Alan Samson at W&N bought UK and Commonwealth rights (excluding Canada) to the narrative history of the Nile, Danube, Niger, Mississippi, Ganges, Yangtze and the Thames from Adam Gauntlett at PFD. The author anticipates delivering the final manuscript May 2021, which will run to approximately 100,000 words.
The book has been pre-empted in the Netherlands by Meulenhof Boekerij and was pre-empted in Italy by Garzanti just three days after submission. The US auction for Liquid History, which has had "huge amounts of interest internationally", continues.
Liquid History "is a story of imperial frontiers, alluvial gold, kidnappings, slavery, de-colonialism, creation myths and the killing of rivers.
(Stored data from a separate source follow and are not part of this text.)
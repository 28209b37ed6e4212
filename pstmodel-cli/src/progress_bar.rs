use std::sync::{Arc, Mutex};
use std::time::Duration;

use indicatif::{ProgressBar, ProgressDrawTarget, ProgressStyle};
use pstmodel::progress::{ByteNum, ProgressNotifier};

#[derive(Debug, Default)]
struct PstProgressBarState {
    length: u64,
    bytes: bool,
    initialized: bool,
    message: &'static str,
}

/// Progress bar shared by all the stages of a command. Each stage starts by
/// calling [`PstProgressBar::start_bytes`] or [`PstProgressBar::start_iters`];
/// the style is picked lazily on the first update.
#[derive(Debug, Clone)]
pub(crate) struct PstProgressBar {
    bar: ProgressBar,
    state: Arc<Mutex<PstProgressBarState>>,
}

impl PstProgressBar {
    pub fn new() -> PstProgressBar {
        let init_bar = ProgressBar::hidden();
        init_bar.set_style(ProgressStyle::default_spinner());
        init_bar.enable_steady_tick(Duration::from_millis(50));
        init_bar.set_message("Initializing...");

        Self {
            bar: init_bar,
            state: Arc::new(Mutex::new(PstProgressBarState::default())),
        }
    }

    pub fn show(&self) {
        self.bar.set_draw_target(ProgressDrawTarget::stderr());
    }

    pub fn is_hidden(&self) -> bool {
        self.bar.is_hidden()
    }

    pub fn finish(&self) {
        self.bar.finish_and_clear()
    }

    #[inline]
    fn init(&self) {
        let mut state = self.state.lock().unwrap();
        if state.initialized {
            return;
        }

        self.bar.set_length(state.length);
        self.bar.set_position(0);
        self.bar.set_message(state.message);

        let template = match (state.bytes, state.length == 0) {
            (true, true) => "{spinner} {msg}: {bytes}/? ({bytes_per_sec})",
            (true, false) => "{msg}: {wide_bar} {bytes}/{total_bytes} [ETA {eta}]",
            (false, true) => "{spinner} {msg}: {pos}/? ({per_sec})",
            (false, false) => "{msg}: {wide_bar} {pos}/{len}",
        };
        let style = if state.length == 0 {
            ProgressStyle::default_spinner()
        } else {
            ProgressStyle::default_bar()
        };
        self.bar.set_style(
            style
                .template(template)
                .expect("Invalid progress bar template"),
        );
        state.initialized = true;
    }

    /// Starts a stage reporting processed bytes; `length` is 0 if unknown.
    pub fn start_bytes(&self, message: &'static str, length: u64) {
        let mut state = self.state.lock().unwrap();

        state.initialized = false;
        state.bytes = true;
        state.length = length;
        state.message = message;
    }

    /// Starts a stage reporting iterations.
    pub fn start_iters(&self, message: &'static str) {
        let mut state = self.state.lock().unwrap();

        state.initialized = false;
        state.bytes = false;
        state.length = 0;
        state.message = message;
    }

    pub fn inc(&self, value: u64) {
        self.init();
        self.bar.inc(value);
    }

    pub fn println<I: AsRef<str>>(&self, msg: I) {
        self.bar.println(msg);
    }
}

impl ProgressNotifier for PstProgressBar {
    fn processed_bytes(&self, bytes: ByteNum) {
        self.inc(bytes.get() as u64);
    }

    // the worklist grows while contexts are selected, so only the bar length
    // is updated here
    fn set_iter_num(&self, num_iter: u64) {
        self.init();
        self.bar.set_length(num_iter);
    }

    fn inc_iter(&self) {
        self.inc(1);
    }
}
It is about those who’ve lived and died on these rivers and their endless capacity for invention: their harnessing of oases and aquifers, their lotus pools and hanging gardens, their gigantic canal systems and elaborate fishing rituals, their absolute powers and their sly rebellions," reads the synopsis. "At its heart are the empire-builders of the Chinese dynasties, Romans and Hindus and their river gods, the Habsburgs and Ottomans, Mughal emperors, the people of the Niger from Mali’s golden age to today, struggles of life and death on the Mississippi, and the dethroning of the British on the rivers of their unruly imperial subjects. This is the story of us, in seven rivers."
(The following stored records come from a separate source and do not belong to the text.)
use log::debug;

use crate::alphabet::{Alphabet, TranslationError};
use crate::distribution::Distribution;
use crate::spectrum::UnknownProbability;
use crate::tree::{ContextTree, NodeId};

/// A probabilistic suffix automaton: a [`ContextTree`] where every node has a
/// transition defined for every symbol of the alphabet.
///
/// A missing child is replaced with the transition of the node's backoff,
/// i.e. the deepest node whose context is a suffix of the node's context with
/// its oldest symbol dropped. The root transitions to itself on symbols it
/// has no child for. Reading a symbol is then a single table lookup.
///
/// The natural logarithms of all the probabilities are cached, so scoring
/// does not need to compute them.
#[derive(Debug, Clone)]
pub struct SuffixAutomaton {
    tree: ContextTree,
    backoff: Vec<Option<NodeId>>,
    transitions: Vec<NodeId>,
    log_probs: Vec<f64>,
}

impl SuffixAutomaton {
    /// Converts a tree into an automaton.
    ///
    /// # Examples
    /// ```
    /// use pstmodel::alphabet::Alphabet;
    /// use pstmodel::automaton::SuffixAutomaton;
    /// use pstmodel::tree::{ContextTree, NodeId};
    ///
    /// let mut tree = ContextTree::new(Alphabet::nucleotides());
    /// tree.insert(b"A").unwrap();
    /// tree.insert(b"CA").unwrap();
    /// let automaton = SuffixAutomaton::from_tree(tree);
    ///
    /// let ca = automaton.walk(b"CA").unwrap();
    /// assert_eq!(automaton.backoff(ca), automaton.tree().find(b"A"));
    /// assert_eq!(automaton.walk(b"GGG"), Ok(NodeId::ROOT));
    /// ```
    #[must_use]
    pub fn from_tree(tree: ContextTree) -> Self {
        let size = tree.size();
        let alphabet_size = tree.alphabet().len();
        let mut automaton = Self {
            tree,
            backoff: vec![None; size],
            transitions: vec![NodeId::ROOT; size * alphabet_size],
            log_probs: vec![0.0; size * alphabet_size],
        };

        let order: Vec<NodeId> = automaton.tree.breadth_first().collect();
        for id in order {
            automaton.resolve_node(id);
        }
        automaton.refresh_log_probs();

        debug!(
            "Converted a tree with {} nodes into an automaton",
            automaton.size()
        );
        automaton
    }

    /// Fills the backoff and transitions of given node. All the nodes with
    /// shorter contexts must already be resolved.
    fn resolve_node(&mut self, id: NodeId) {
        let node = self.tree.node(id);
        let backoff = if id == NodeId::ROOT {
            None
        } else {
            // contexts only consist of alphabet symbols, so the walk cannot fail
            Some(self.walk(&node.context()[1..]).unwrap_or(NodeId::ROOT))
        };

        let alphabet_size = self.tree.alphabet().len();
        let transitions: Vec<NodeId> = (0..alphabet_size)
            .map(|index| match (node.child(index), backoff) {
                (Some(child), _) => child,
                (None, Some(backoff)) => self.transition(backoff, index),
                (None, None) => NodeId::ROOT,
            })
            .collect();

        self.backoff[id.index()] = backoff;
        let offset = id.index() * alphabet_size;
        self.transitions[offset..offset + alphabet_size].copy_from_slice(&transitions);
    }

    /// Recomputes the cached log probabilities after the distributions have
    /// changed.
    pub fn refresh_log_probs(&mut self) {
        let alphabet_size = self.tree.alphabet().len();
        for index in 0..self.tree.size() {
            let id = NodeId::new(index);
            let offset = index * alphabet_size;
            let log_probs = self.tree.node(id).distribution().log_probabilities();
            self.log_probs[offset..offset + alphabet_size].copy_from_slice(&log_probs);
        }
    }

    #[inline]
    #[must_use]
    pub fn tree(&self) -> &ContextTree {
        &self.tree
    }

    /// Gives access to the distributions. [`SuffixAutomaton::refresh_log_probs`]
    /// must be called after modifying them.
    #[inline]
    pub(crate) fn tree_mut(&mut self) -> &mut ContextTree {
        &mut self.tree
    }

    /// Returns a copy of the underlying tree, without the automaton data.
    #[must_use]
    pub fn to_tree(&self) -> ContextTree {
        self.tree.clone()
    }

    #[must_use]
    pub fn into_tree(self) -> ContextTree {
        self.tree
    }

    #[inline]
    #[must_use]
    pub fn alphabet(&self) -> &Alphabet {
        self.tree.alphabet()
    }

    #[inline]
    #[must_use]
    pub fn size(&self) -> usize {
        self.tree.size()
    }

    #[must_use]
    pub fn depth(&self) -> usize {
        self.tree.depth()
    }

    /// Returns the backoff of given node; `None` for the root only.
    #[inline]
    #[must_use]
    pub fn backoff(&self, id: NodeId) -> Option<NodeId> {
        self.backoff[id.index()]
    }

    /// Returns the node reached from `id` by reading the symbol at `index`.
    #[inline]
    #[must_use]
    pub fn transition(&self, id: NodeId, index: usize) -> NodeId {
        self.transitions[id.index() * self.alphabet().len() + index]
    }

    /// Natural logarithm of the probability of the symbol at `index`
    /// following the node; `-inf` for impossible symbols.
    #[inline]
    #[must_use]
    pub fn log_probability(&self, id: NodeId, index: usize) -> f64 {
        self.log_probs[id.index() * self.alphabet().len() + index]
    }

    /// Returns the state after reading `context` from the root.
    pub fn walk(&self, context: &[u8]) -> Result<NodeId, TranslationError> {
        context.iter().try_fold(NodeId::ROOT, |current, &symbol| {
            let index = self.alphabet().translate(symbol)?;
            Ok(self.transition(current, index))
        })
    }

    /// Probability of `symbol` following `context`. Unlike
    /// [`ContextTree::conditional_probability`] this backs off to shorter
    /// contexts, so it only fails for symbols outside the alphabet.
    pub fn conditional_probability(
        &self,
        symbol: u8,
        context: &[u8],
    ) -> Result<f64, UnknownProbability> {
        let unknown = |_| UnknownProbability::for_symbol(context, symbol);

        let index = self.alphabet().translate(symbol).map_err(unknown)?;
        let id = self.walk(context).map_err(unknown)?;
        Ok(self.tree.node(id).distribution().get(index))
    }

    /// Returns the distribution of the state reached after reading `context`.
    pub fn conditionals_from(&self, context: &[u8]) -> Result<&Distribution, UnknownProbability> {
        let id = self
            .walk(context)
            .map_err(|_| UnknownProbability::for_context(context))?;
        Ok(self.tree.node(id).distribution())
    }

    /// Probability of `bytes`, read symbol by symbol starting at the root.
    pub fn total_probability(&self, bytes: &[u8]) -> Result<f64, UnknownProbability> {
        let mut current = NodeId::ROOT;
        let mut probability = 1.0;
        for &symbol in bytes {
            let index = self
                .alphabet()
                .translate(symbol)
                .map_err(|_| UnknownProbability::for_context(bytes))?;
            probability *= self.tree.node(current).distribution().get(index);
            current = self.transition(current, index);
        }

        Ok(probability)
    }
}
Gauntlett said: “The moment I met Vanessa, I was struck by her warmth, her ability to tell a good story and her erudition, which she wears so lightly. All of that finds physical form in this terrific book, which casts Nature as the narrator of our history – and through doing so is able to build a powerful portrait of man’s extraordinary capacity for both innovation and destruction.”
Taylor is a historian of water, rivers and environmental history at the University of Greenwich. She has published extensively, written for BBC History Magazine and appeared on Channel 4 TV, and is one of the foremost experts on the history of the river Thames. Liquid History will be her first book for the trade.